Ok. I'd love to see some data on what changed between 3.19 and rc4 in
the profiles, just to see whether it's "more page faults due to extra
COW", or whether it's due to "more TLB flushes because of the
pte_write() vs pte_dirty()" differences. I'm *guessing*  lot of the
remaining issues are due to extra page fault overhead because I'd
expect write/dirty to be fairly 1:1, but there could be differences
due to shared memory use and/or just writebacks of dirty pages that
become clean.

I guess you can also see in vmstat.mm_migrate_pages whether it's
because of excessive migration (because of bad grouping) or not. So
not just profiles data.

At the same time, I feel fairly happy about the situation - we at
least understand what is going on, and the "3x worse performance" case
is at least gone.  Even if that last case still looks horrible.

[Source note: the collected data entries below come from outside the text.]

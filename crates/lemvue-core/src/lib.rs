//! Request lifecycle and view models between `lemvue-api` and the terminal UI.
//!
//! This crate owns everything a routed view needs besides drawing:
//!
//! - **[`Instance`]**: Facade over one Lemmy instance: connects and signs
//!   in, serves typed queries to the fetch layer, and turns every write
//!   [`Command`] into exactly one [`Mutation`].
//!
//! - **Fetch lifecycle** ([`guard`], [`fetch`], [`request_state`]): Every
//!   fetch gets a token from a [`FetchGuard`]; only the most recently issued
//!   token may commit into its slot, whatever order responses arrive in.
//!   [`FetchController`] tracks each slot's parameters and only re-fetches
//!   when they change.
//!
//! - **Route parameters** ([`params`], [`route`]): Pure parse/serialize of
//!   query strings with defaults omitted, cursor paging in [`pagination`].
//!
//! - **Reconciliation** ([`mutation`], [`reconcile`], [`tree`]): Write
//!   results fold into list and tree snapshots by identity, sharing every
//!   untouched `Arc`.
//!
//! - **View models** ([`views`]): Feed, post detail, inbox, modlog,
//!   community directory, multi-communities, and the registration queue.
//!   Each returns [`Fetch`] descriptions for the front end to run.
//!
//! - **Session plumbing** ([`services`], [`storage`], [`scroll`], [`oauth`],
//!   [`prefetch`]): Current user, unread badges, first-load flag, scroll
//!   offsets per history entry, OAuth handshake state, and the start-route
//!   prefetch payload.

pub mod command;
pub mod config;
pub mod error;
pub mod fetch;
pub mod guard;
pub mod instance;
pub mod mutation;
pub mod oauth;
pub mod pagination;
pub mod params;
pub mod prefetch;
pub mod reconcile;
pub mod render;
pub mod request_state;
pub mod route;
pub mod scroll;
pub mod services;
pub mod storage;
pub mod tree;
pub mod views;

// ── Primary re-exports ──────────────────────────────────────────────
pub use command::{Command, Vote};
pub use config::{AuthCredentials, InstanceConfig};
pub use error::{CoreError, ErrorKind, RequestError};
pub use fetch::{FetchController, FetchRequest};
pub use guard::{FetchGuard, FetchToken, Slot};
pub use instance::{ConnectionState, Instance};
pub use mutation::{Mutation, Reconcile, Thread};
pub use pagination::{CursorPage, OffsetPage, PageCursor, PageDirection, Paged};
pub use params::{Query, RouteParams, ViewDefaults};
pub use prefetch::{InitialPayload, RequestContext, RouteData, prefetch};
pub use render::{Project, Projection, RenderBody};
pub use request_state::RequestState;
pub use route::{HistoryKey, Route, RouteKind};
pub use scroll::{ScrollPhase, ScrollRestorer, Viewport};
pub use services::{FirstLoad, Services, Session, Unread, UnreadCounts};
pub use storage::{MemoryStorage, ScrollStore, SessionStorage};
pub use tree::{CommentNode, CommentTree};
pub use views::{
    CommunityListView, FeedView, Fetch, Fetched, InboxView, ModlogView, MultiCommunityListView,
    PostDetailView, RegistrationApplicationsView, View,
};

So it's still a bad performance regression, but at the same time I
think your test setup (big 500 TB filesystem, but then a fake-numa
thing with just 4GB per node) is specialized and unrealistic enough
that I don't feel it's all that relevant from a *real-world*
standpoint, and so I wouldn't be uncomfortable saying "ok, the page
table handling cleanup caused some issues, but we know about them and
how to fix them longer-term".  So I don't consider this a 4.0
showstopper or a "we need to revert for now" issue.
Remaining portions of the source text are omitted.